Streaming with Databricks: Structured Streaming, Kafka Integration, Delta Live Tables, Trigger Modes, Watermarks, and Production Streaming Pipelines

Our AutoLoader post covered streaming from FILES — new files land, AutoLoader picks them up. But what about streaming from MESSAGE SYSTEMS like Kafka, Event Hubs, or Kinesis? What about continuous, always-on streams where data arrives every second?

This post goes beyond AutoLoader into the full world of Spark Structured Streaming in Databricks — reading from Kafka, processing with watermarks, writing to Delta in near real-time, and building production streaming pipelines with Delta Live Tables.

Think of batch processing like a postal service — letters accumulate in a mailbox and are delivered once a day. Streaming is like a messaging app — each message arrives and is processed the moment it is sent. Micro-batch streaming (the Spark default) is in between — messages accumulate for a few seconds, then are processed as a small batch. You get near-real-time results without the complexity of true event-at-a-time processing.

Table of Contents

• Batch vs Streaming vs Micro-Batch
• Structured Streaming Fundamentals
• readStream and writeStream
• Trigger Modes
• Output Modes (Append, Complete, Update)
• Checkpointing
• Streaming from Kafka
• Reading from Kafka
• Parsing Kafka Messages
• Writing Processed Data to Delta
• Streaming from Event Hubs
• Watermarks and Late Data
• What Are Watermarks?
• Windowed Aggregations with Watermarks
• Delta Live Tables (DLT)
• What Are Delta Live Tables?
• DLT Pipeline Example
• DLT Expectations (Data Quality)
• Streaming to Delta Lake Best Practices
• Monitoring Streaming Queries
• AutoLoader vs Kafka vs Event Hubs
• Common Mistakes
• Interview Questions
• Wrapping Up

Batch vs Streaming vs Micro-Batch

Processing Model	Latency	How It Works	Use Case
Batch	Hours	Process all data at once (scheduled)	Daily ETL, historical analysis
Micro-batch	Seconds to minutes	Process small batches continuously	Near-real-time dashboards, IoT
True streaming	Milliseconds	Process each event individually	Fraud detection, stock trading

Spark Structured Streaming uses micro-batch by default — it accumulates events for a configurable interval (e.g., 10 seconds), processes them as a batch, then repeats. This gives near-real-time results with the simplicity and fault tolerance of batch processing.

Structured Streaming Fundamentals

readStream and writeStream

# Batch: read all data at once
df = spark.read.format("delta").load("/data/orders")

# Streaming: read data continuously as it arrives
stream_df = spark.readStream.format("delta").load("/data/orders")

# The stream_df looks like a regular DataFrame — same API!
# filter, join, groupBy, withColumn — all work the same
filtered = stream_df.filter(col("amount") > 100)

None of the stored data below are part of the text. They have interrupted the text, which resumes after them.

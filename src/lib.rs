//! Promo Engine — discount campaign eligibility and budget allocation
//!
//! # Overview
//!
//! Grants discounts to customers against shared, finite campaign budgets,
//! subject to validity windows, per-customer daily caps, targeting lists, and
//! per-grant amount ceilings. Correctness under concurrency comes from an
//! optimistic compare-and-swap on each campaign's consumed budget: the budget
//! increment and the ledger entry commit in one SQLite transaction, so
//! concurrent requests can never overspend a budget or double-count a daily
//! allowance.
//!
//! # Module structure
//!
//! ```text
//! src/
//! ├── core/          # configuration
//! ├── utils/         # error, logging, time, validation
//! ├── db/            # SQLite pool, models, repositories
//! └── engine/        # eligibility, calculator, budget tracker, allocator
//! ```
//!
//! # Usage
//!
//! ```ignore
//! let config = EngineConfig::from_env();
//! let db = DbService::new(&config.database_path).await?;
//! let allocator = DiscountAllocator::new(db.pool.clone(), &config);
//!
//! let preview = allocator
//!     .preview_available(customer_id, cart_value, delivery_charge, now_millis())
//!     .await?;
//! let usage = allocator
//!     .apply(campaign_id, customer_id, cart_value, delivery_charge, now_millis())
//!     .await?;
//! ```

pub mod core;
pub mod db;
pub mod engine;
pub mod utils;

// Re-export public types
pub use crate::core::EngineConfig;
pub use db::DbService;
pub use db::models::{
    Campaign, CampaignCreate, CampaignPatch, CampaignStatus, Customer, CustomerCreate,
    DiscountType, DiscountUsage,
};
pub use engine::{
    AllocationError, AvailableDiscounts, BudgetTracker, DiscountAllocator, IneligibleReason,
};
pub use utils::{AppError, AppResult};

// Re-export logger functions
pub use utils::logger::{init_logger, init_logger_with_file};
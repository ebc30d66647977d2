//! Discount Usage Ledger Models

use serde::{Deserialize, Serialize};

use super::campaign::DiscountType;

/// One granted discount — an immutable ledger fact.
///
/// Rows are created exactly once per successful allocation and never updated
/// or deleted; they are the sole basis for daily-usage counts and audit.
/// `value` is the figure the discount was computed against: cart value for
/// cart campaigns, delivery charge for delivery campaigns.
#[derive(Debug, Clone, Serialize, Deserialize, sqlx::FromRow)]
pub struct DiscountUsage {
    pub id: i64,
    pub campaign_id: i64,
    pub customer_id: i64,
    pub discount_amount: f64,
    pub value: f64,
    pub used_at: i64,
}

/// Ledger row joined with campaign and customer context, for history views
#[derive(Debug, Clone, Serialize, Deserialize, sqlx::FromRow)]
pub struct DiscountUsageDetail {
    pub id: i64,
    pub campaign_id: i64,
    pub customer_id: i64,
    pub discount_amount: f64,
    pub value: f64,
    pub used_at: i64,
    pub campaign_name: String,
    pub discount_type: DiscountType,
    pub customer_name: String,
    pub customer_email: String,
}
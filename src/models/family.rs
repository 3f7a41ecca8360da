//! Family record representation
//!
//! A family document holds one or more grandparent groups, each of which
//! contains family units. A family unit is a father+mother pairing and is
//! the atomic object that receives assigned children. Parent and child
//! entries carry denormalized snapshots (name, address, birth date) next
//! to the student id so that planning never has to join across documents.

use super::address::Address;
use super::types::Relationship;
use chrono::NaiveDate;
use serde::{Deserialize, Serialize};
use std::collections::HashMap;
use std::fmt;

/// Position of a family unit inside its family document
#[derive(Debug, Clone, Copy, PartialEq, Eq, Hash, Serialize, Deserialize)]
pub struct UnitPath {
    /// Index of the grandparent group within the family
    pub group: usize,
    /// Index of the unit within the grandparent group
    pub unit: usize,
}

impl fmt::Display for UnitPath {
    fn fmt(&self, f: &mut fmt::Formatter<'_>) -> fmt::Result {
        write!(f, "group {} unit {}", self.group, self.unit)
    }
}

/// Reference to a student acting as a parent, with a denormalized snapshot
#[derive(Debug, Clone, PartialEq, Serialize, Deserialize)]
pub struct ParentLink {
    /// Identifier of the student record backing this parent
    pub student_id: String,
    /// Display name at the time of linking
    pub full_name: String,
    /// Address snapshot
    #[serde(default)]
    pub address: Address,
    /// Birth date snapshot, when recorded
    #[serde(default, skip_serializing_if = "Option::is_none")]
    pub birth_date: Option<NaiveDate>,
}

/// A child already assigned to a family unit
#[derive(Debug, Clone, PartialEq, Serialize, Deserialize)]
pub struct ChildRecord {
    /// Identifier of the student record backing this child
    pub student_id: String,
    /// Display name at assignment time
    pub full_name: String,
    /// Son or daughter
    pub relationship: Relationship,
    /// 1-based position among the unit's children, in arrival order
    pub birth_order: u32,
    /// Address snapshot, used by diversity scoring
    #[serde(default)]
    pub address: Address,
}

/// One father+mother pairing and its children
#[derive(Debug, Clone, Default, PartialEq, Serialize, Deserialize)]
pub struct FamilyUnit {
    /// Father, when linked
    #[serde(default, skip_serializing_if = "Option::is_none")]
    pub father: Option<ParentLink>,
    /// Mother, when linked
    #[serde(default, skip_serializing_if = "Option::is_none")]
    pub mother: Option<ParentLink>,
    /// Children assigned to this unit
    #[serde(default)]
    pub children: Vec<ChildRecord>,
}

impl FamilyUnit {
    /// Whether both parent links are present
    #[must_use]
    pub fn has_both_parents(&self) -> bool {
        self.father.is_some() && self.mother.is_some()
    }

    /// Count of children by relationship
    #[must_use]
    pub fn count_relationship(&self, relationship: Relationship) -> usize {
        self.children
            .iter()
            .filter(|c| c.relationship == relationship)
            .count()
    }
}

/// A named group of family units under one pair of grandparents
#[derive(Debug, Clone, Default, PartialEq, Serialize, Deserialize)]
pub struct GrandparentGroup {
    /// Optional display label for the group
    #[serde(default, skip_serializing_if = "Option::is_none")]
    pub label: Option<String>,
    /// Family units in the group
    #[serde(default)]
    pub units: Vec<FamilyUnit>,
}

/// A family document
#[derive(Debug, Clone, PartialEq, Serialize, Deserialize)]
pub struct Family {
    /// Unique family identifier
    pub id: String,
    /// Family display name
    pub name: String,
    /// Batch the family belongs to
    pub batch: String,
    /// Whether the family accepts children from other batches
    #[serde(default)]
    pub allow_other_batches: bool,
    /// Grandparent groups making up the family
    #[serde(default)]
    pub groups: Vec<GrandparentGroup>,
}

impl Family {
    /// Get the unit at the given path, if it exists
    #[must_use]
    pub fn unit_at(&self, path: UnitPath) -> Option<&FamilyUnit> {
        self.groups.get(path.group).and_then(|g| g.units.get(path.unit))
    }

    /// Get a mutable reference to the unit at the given path
    pub fn unit_at_mut(&mut self, path: UnitPath) -> Option<&mut FamilyUnit> {
        self.groups
            .get_mut(path.group)
            .and_then(|g| g.units.get_mut(path.unit))
    }

    /// Iterate over all units with their paths, in document order
    pub fn units_with_paths(&self) -> impl Iterator<Item = (UnitPath, &FamilyUnit)> {
        self.groups.iter().enumerate().flat_map(|(group, g)| {
            g.units
                .iter()
                .enumerate()
                .map(move |(unit, u)| (UnitPath { group, unit }, u))
        })
    }

    /// Iterate over the ids of every child in the family
    pub fn child_ids(&self) -> impl Iterator<Item = &str> {
        self.groups
            .iter()
            .flat_map(|g| g.units.iter())
            .flat_map(|u| u.children.iter())
            .map(|c| c.student_id.as_str())
    }
}

/// A collection of families that can be efficiently queried by id
#[derive(Debug, Default)]
pub struct FamilyCollection {
    families: HashMap<String, Family>,
    order: Vec<String>,
}

impl FamilyCollection {
    /// Create a new empty collection
    #[must_use]
    pub fn new() -> Self {
        Self::default()
    }

    /// Build a collection from a list of families, preserving input order
    #[must_use]
    pub fn from_families(families: Vec<Family>) -> Self {
        let mut collection = Self::new();
        for family in families {
            collection.add_family(family);
        }
        collection
    }

    /// Add a family to the collection, replacing any existing entry
    pub fn add_family(&mut self, family: Family) {
        if !self.families.contains_key(&family.id) {
            self.order.push(family.id.clone());
        }
        self.families.insert(family.id.clone(), family);
    }

    /// Get a family by its id
    #[must_use]
    pub fn get(&self, family_id: &str) -> Option<&Family> {
        self.families.get(family_id)
    }

    /// Get a mutable reference to a family by its id
    pub fn get_mut(&mut self, family_id: &str) -> Option<&mut Family> {
        self.families.get_mut(family_id)
    }

    /// Iterate over families in insertion order
    pub fn iter(&self) -> impl Iterator<Item = &Family> {
        self.order.iter().filter_map(|id| self.families.get(id))
    }

    /// Number of families in the collection
    #[must_use]
    pub fn len(&self) -> usize {
        self.families.len()
    }

    /// Whether the collection holds no families
    #[must_use]
    pub fn is_empty(&self) -> bool {
        self.families.is_empty()
    }

    /// Consume the collection, returning families in insertion order
    #[must_use]
    pub fn into_families(mut self) -> Vec<Family> {
        self.order
            .iter()
            .filter_map(|id| self.families.remove(id))
            .collect()
    }
}
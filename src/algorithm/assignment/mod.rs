//! Auto-assignment engine
//!
//! This module implements the assignment pipeline for placing students
//! into family units:
//!
//! 1. Eligibility filtering of family units and students
//! 2. Location signature extraction at a configurable granularity
//! 3. Candidate scoring under a homogeneity or diversity objective
//! 4. The greedy, deterministic assignment planner
//! 5. Plan statistics with threshold-based quality labels
//!
//! Everything here is pure computation over already-fetched data; the
//! store boundary and the plan executor live in `crate::store` and
//! `crate::workflow`.

pub mod config;
pub mod eligibility;
pub mod engine;
pub mod location;
pub mod planner;
pub mod scoring;
pub mod statistics;
pub mod types;
pub mod validation;

// Re-export key types
pub use config::{AssignmentConfig, AssignmentConfigBuilder, MAX_CHILDREN_PER_UNIT, MIN_CHILDREN_PER_UNIT};
pub use eligibility::{EligiblePool, EligibleUnit, filter_eligible};
pub use engine::{AssignmentEngine, PreviewOutcome};
pub use location::{Granularity, LocationSignature, unit_signature};
pub use planner::AssignmentPlanner;
pub use scoring::{MatchOutcome, address_match, diversity_score};
pub use statistics::{AssignmentStatistics, QualityLabel, QualityMeasure, QualityThresholds, summarize};
pub use types::{AssignmentFailure, AssignmentPlan, FailedAssignment, ProposedAssignment};
pub use validation::validate_plan;
//! Assignment workflow orchestration
//!
//! The workflow drives the four-stage process around the pure engine:
//! Configure, Preview, Review/Confirm, Execute. Stages are an explicit
//! enumerated state with guarded transitions, so a plan can never be
//! executed without a fresh, reviewed preview. The two store calls
//! (fetch before planning, persist after confirmation) are the only
//! suspension points; everything between them is synchronous computation
//! over one consistent snapshot.

pub mod executor;

pub use executor::{CancelFlag, ExecutionFailure, ExecutionReport, ExecutionStatus, PlanExecutor};

use crate::algorithm::assignment::{
    AssignmentConfig, AssignmentEngine, PreviewOutcome, validate_plan,
};
use crate::error::{AssignmentError, Result};
use crate::models::Family;
use crate::store::FamilyStore;
use std::fmt;

/// Stage of the assignment workflow
#[derive(Debug, Clone, Copy, PartialEq, Eq)]
pub enum WorkflowState {
    /// Configuration accepted, nothing fetched yet
    Configured,
    /// A preview has been computed and can be inspected
    Previewed,
    /// The operator confirmed the previewed plan
    Reviewed,
    /// Per-family writes are being issued
    Executing,
    /// Terminal: every family update committed
    Succeeded,
    /// Terminal: some family updates committed, some failed
    PartiallyFailed,
    /// Terminal: no family update committed
    Failed,
}

impl WorkflowState {
    /// Whether the workflow has finished executing
    #[must_use]
    pub const fn is_terminal(self) -> bool {
        matches!(self, Self::Succeeded | Self::PartiallyFailed | Self::Failed)
    }
}

impl fmt::Display for WorkflowState {
    fn fmt(&self, f: &mut fmt::Formatter<'_>) -> fmt::Result {
        match self {
            Self::Configured => write!(f, "configured"),
            Self::Previewed => write!(f, "previewed"),
            Self::Reviewed => write!(f, "reviewed"),
            Self::Executing => write!(f, "executing"),
            Self::Succeeded => write!(f, "succeeded"),
            Self::PartiallyFailed => write!(f, "partially failed"),
            Self::Failed => write!(f, "failed"),
        }
    }
}

/// Orchestrator for the preview-then-commit assignment process
#[derive(Debug)]
pub struct AssignmentWorkflow<S: FamilyStore> {
    store: S,
    engine: AssignmentEngine,
    state: WorkflowState,
    /// Family snapshot from the last preview, used for plan validation
    families: Vec<Family>,
    preview: Option<PreviewOutcome>,
    report: Option<ExecutionReport>,
}

impl<S: FamilyStore> AssignmentWorkflow<S> {
    /// Create a workflow, validating the configuration up front
    pub fn new(store: S, config: AssignmentConfig) -> Result<Self> {
        config.validate()?;
        Ok(Self {
            store,
            engine: AssignmentEngine::new(config),
            state: WorkflowState::Configured,
            families: Vec::new(),
            preview: None,
            report: None,
        })
    }

    /// Current workflow stage
    #[must_use]
    pub const fn state(&self) -> WorkflowState {
        self.state
    }

    /// The last computed preview, if any
    #[must_use]
    pub const fn preview_outcome(&self) -> Option<&PreviewOutcome> {
        self.preview.as_ref()
    }

    /// The execution report, once a run has finished
    #[must_use]
    pub const fn execution_report(&self) -> Option<&ExecutionReport> {
        self.report.as_ref()
    }

    /// Fetch a fresh snapshot and compute a preview
    ///
    /// Allowed while configured or already previewed; previewing again
    /// replaces the earlier plan. A fetch failure propagates and leaves
    /// the state unchanged so the stage can be retried.
    pub async fn preview(&mut self) -> Result<&PreviewOutcome> {
        match self.state {
            WorkflowState::Configured | WorkflowState::Previewed => {}
            state => {
                return Err(AssignmentError::InvalidTransition {
                    state,
                    action: "preview",
                });
            }
        }

        let batch = self.engine.config().batch.clone();
        let (families, students) = futures::try_join!(
            self.store.fetch_families(&batch),
            self.store.fetch_students(&batch)
        )?;

        let outcome = self.engine.preview(&families, &students)?;
        self.families = families;
        self.state = WorkflowState::Previewed;
        Ok(self.preview.insert(outcome))
    }

    /// Confirm the previewed plan, unlocking execution
    pub fn confirm_review(&mut self) -> Result<()> {
        if self.state != WorkflowState::Previewed {
            return Err(AssignmentError::InvalidTransition {
                state: self.state,
                action: "confirm review",
            });
        }
        self.state = WorkflowState::Reviewed;
        Ok(())
    }

    /// Persist the reviewed plan
    ///
    /// The plan is re-validated against the previewed family snapshot
    /// first; a validation failure leaves the workflow reviewed so the
    /// operator can return to preview. Per-family outcomes always drive
    /// the workflow into a terminal state.
    pub async fn execute(&mut self, cancel: &CancelFlag) -> Result<&ExecutionReport> {
        if self.state != WorkflowState::Reviewed {
            return Err(AssignmentError::InvalidTransition {
                state: self.state,
                action: "execute",
            });
        }
        let plan = match &self.preview {
            Some(outcome) => outcome.plan.clone(),
            None => {
                return Err(AssignmentError::InvalidTransition {
                    state: self.state,
                    action: "execute without a plan",
                });
            }
        };
        validate_plan(&plan, &self.families, self.engine.config())?;

        self.state = WorkflowState::Executing;
        let report = PlanExecutor::new(&self.store).execute(&plan, cancel).await;
        self.state = match report.status {
            ExecutionStatus::Succeeded => WorkflowState::Succeeded,
            ExecutionStatus::PartiallyFailed => WorkflowState::PartiallyFailed,
            ExecutionStatus::Failed => WorkflowState::Failed,
        };
        Ok(self.report.insert(report))
    }

    /// Return to the configured stage, discarding plan and report
    ///
    /// Allowed from every stage except mid-execution; a finished or
    /// abandoned run starts over with a fresh preview.
    pub fn reset(&mut self, config: AssignmentConfig) -> Result<()> {
        if self.state == WorkflowState::Executing {
            return Err(AssignmentError::InvalidTransition {
                state: self.state,
                action: "reset",
            });
        }
        config.validate()?;
        self.engine = AssignmentEngine::new(config);
        self.state = WorkflowState::Configured;
        self.families.clear();
        self.preview = None;
        self.report = None;
        Ok(())
    }
}

#[cfg(test)]
mod tests {
    use super::*;
    use crate::models::Gender;
    use crate::store::MemoryStore;
    use crate::utils::test_support::{family_with_unit, student, unit};

    fn store() -> MemoryStore {
        MemoryStore::new(
            vec![family_with_unit("FAM1", "2015", unit("F1", "M1"))],
            vec![student("S1", Gender::Male, "2015")],
        )
    }

    fn config() -> AssignmentConfig {
        AssignmentConfig::builder()
            .batch("2015")
            .max_children_per_unit(2)
            .build()
    }

    #[test]
    fn test_invalid_config_rejected_at_construction() {
        let result = AssignmentWorkflow::new(store(), AssignmentConfig::default());
        assert!(result.is_err());
    }

    #[tokio::test]
    async fn test_execute_requires_review() {
        let mut workflow = AssignmentWorkflow::new(store(), config()).unwrap();
        workflow.preview().await.unwrap();
        let result = workflow.execute(&CancelFlag::new()).await;
        assert!(matches!(
            result,
            Err(AssignmentError::InvalidTransition { .. })
        ));
    }

    #[tokio::test]
    async fn test_confirm_requires_preview() {
        let mut workflow = AssignmentWorkflow::new(store(), config()).unwrap();
        assert!(workflow.confirm_review().is_err());
    }

    #[tokio::test]
    async fn test_full_run_reaches_terminal_state() {
        let mut workflow = AssignmentWorkflow::new(store(), config()).unwrap();
        workflow.preview().await.unwrap();
        workflow.confirm_review().unwrap();
        let report = workflow.execute(&CancelFlag::new()).await.unwrap();
        assert_eq!(report.status, ExecutionStatus::Succeeded);
        assert_eq!(workflow.state(), WorkflowState::Succeeded);

        // Terminal states do not preview; reset first.
        assert!(workflow.preview().await.is_err());
        workflow.reset(config()).unwrap();
        assert_eq!(workflow.state(), WorkflowState::Configured);
        assert!(workflow.preview_outcome().is_none());
    }

    #[tokio::test]
    async fn test_re_preview_replaces_plan() {
        let mut workflow = AssignmentWorkflow::new(store(), config()).unwrap();
        let first = workflow.preview().await.unwrap().clone();
        let second = workflow.preview().await.unwrap().clone();
        assert_eq!(first, second);
        assert_eq!(workflow.state(), WorkflowState::Previewed);
    }
}
//! Eligibility filtering for families and students
//!
//! This module selects the family units that can receive children (both
//! parents present, spare capacity) and the students that can still be
//! assigned (not already a child anywhere). It runs once per planning
//! invocation, before the planner loop, on data already fetched.

use super::config::AssignmentConfig;
use crate::models::{ChildRecord, Family, ParentLink, Student, UnitPath};
use rustc_hash::FxHashSet;

/// A family unit that can receive assigned children
#[derive(Debug, Clone)]
pub struct EligibleUnit {
    /// Id of the owning family
    pub family_id: String,
    /// Display name of the owning family
    pub family_name: String,
    /// Whether the owning family accepts students from other batches
    pub allow_other_batches: bool,
    /// Position of the unit inside the family
    pub unit_path: UnitPath,
    /// Father snapshot
    pub father: ParentLink,
    /// Mother snapshot
    pub mother: ParentLink,
    /// Children already assigned to the unit
    pub existing_children: Vec<ChildRecord>,
}

/// The eligible inputs for one planning run
#[derive(Debug, Clone, Default)]
pub struct EligiblePool {
    /// Units able to receive children, ordered by ascending current child
    /// count so emptier families fill first
    pub units: Vec<EligibleUnit>,
    /// Unassigned students in the target batch, sorted by (batch, id)
    pub in_batch: Vec<Student>,
    /// Unassigned students outside the target batch, sorted by
    /// (batch, id); offered only to families that allow other batches
    pub out_of_batch: Vec<Student>,
}

impl EligiblePool {
    /// Total number of unassigned eligible students
    #[must_use]
    pub fn student_count(&self) -> usize {
        self.in_batch.len() + self.out_of_batch.len()
    }
}

/// Select eligible family units and students
///
/// Empty inputs produce empty pools, never an error; the planner treats
/// an empty pool as a zero-assignment plan.
#[must_use]
pub fn filter_eligible(
    families: &[Family],
    students: &[Student],
    config: &AssignmentConfig,
) -> EligiblePool {
    // Ids of students who are already a child in any fetched family,
    // eligible or not.
    let assigned_ids: FxHashSet<&str> = families.iter().flat_map(Family::child_ids).collect();

    let mut units = Vec::new();
    for family in families {
        for (unit_path, unit) in family.units_with_paths() {
            let (Some(father), Some(mother)) = (&unit.father, &unit.mother) else {
                continue;
            };
            if unit.children.len() >= config.max_children_per_unit as usize {
                continue;
            }
            units.push(EligibleUnit {
                family_id: family.id.clone(),
                family_name: family.name.clone(),
                allow_other_batches: family.allow_other_batches,
                unit_path,
                father: father.clone(),
                mother: mother.clone(),
                existing_children: unit.children.clone(),
            });
        }
    }
    // Stable: ties keep document order.
    units.sort_by_key(|u| u.existing_children.len());

    let mut in_batch = Vec::new();
    let mut out_of_batch = Vec::new();
    for student in students {
        if assigned_ids.contains(student.id.as_str()) {
            continue;
        }
        if student.batch == config.batch {
            in_batch.push(student.clone());
        } else {
            out_of_batch.push(student.clone());
        }
    }
    in_batch.sort_by(|a, b| a.batch.cmp(&b.batch).then_with(|| a.id.cmp(&b.id)));
    out_of_batch.sort_by(|a, b| a.batch.cmp(&b.batch).then_with(|| a.id.cmp(&b.id)));

    EligiblePool {
        units,
        in_batch,
        out_of_batch,
    }
}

# Write the stream to a sink (Delta table)
query = (filtered.writeStream
    .format("delta")
    .outputMode("append")
    .option("checkpointLocation", "/checkpoints/orders_filtered")
    .trigger(processingTime="10 seconds")
    .toTable("silver.filtered_orders")
)

# The query runs continuously until stopped
query.awaitTermination()  # Block until query stops
# Or: query.stop()        # Stop programmatically

Trigger Modes

Trigger	Behavior	Use Case
processingTime="10 seconds"	Process micro-batch every 10 seconds	Near-real-time dashboards
availableNow=True	Process all available data, then stop	Scheduled incremental loads (replaces trigger once)
once=True	Process one micro-batch, then stop (deprecated)	Legacy — use availableNow instead
No trigger (default)	Process as fast as possible (continuous micro-batches)	Maximum throughput, minimum latency

# Near-real-time: process every 30 seconds
.trigger(processingTime="30 seconds")

# Scheduled batch-style: process everything available, then stop
# Perfect for running in a Databricks Job every hour
.trigger(availableNow=True)

# Maximum speed: process as fast as possible
# (no trigger specified — default behavior)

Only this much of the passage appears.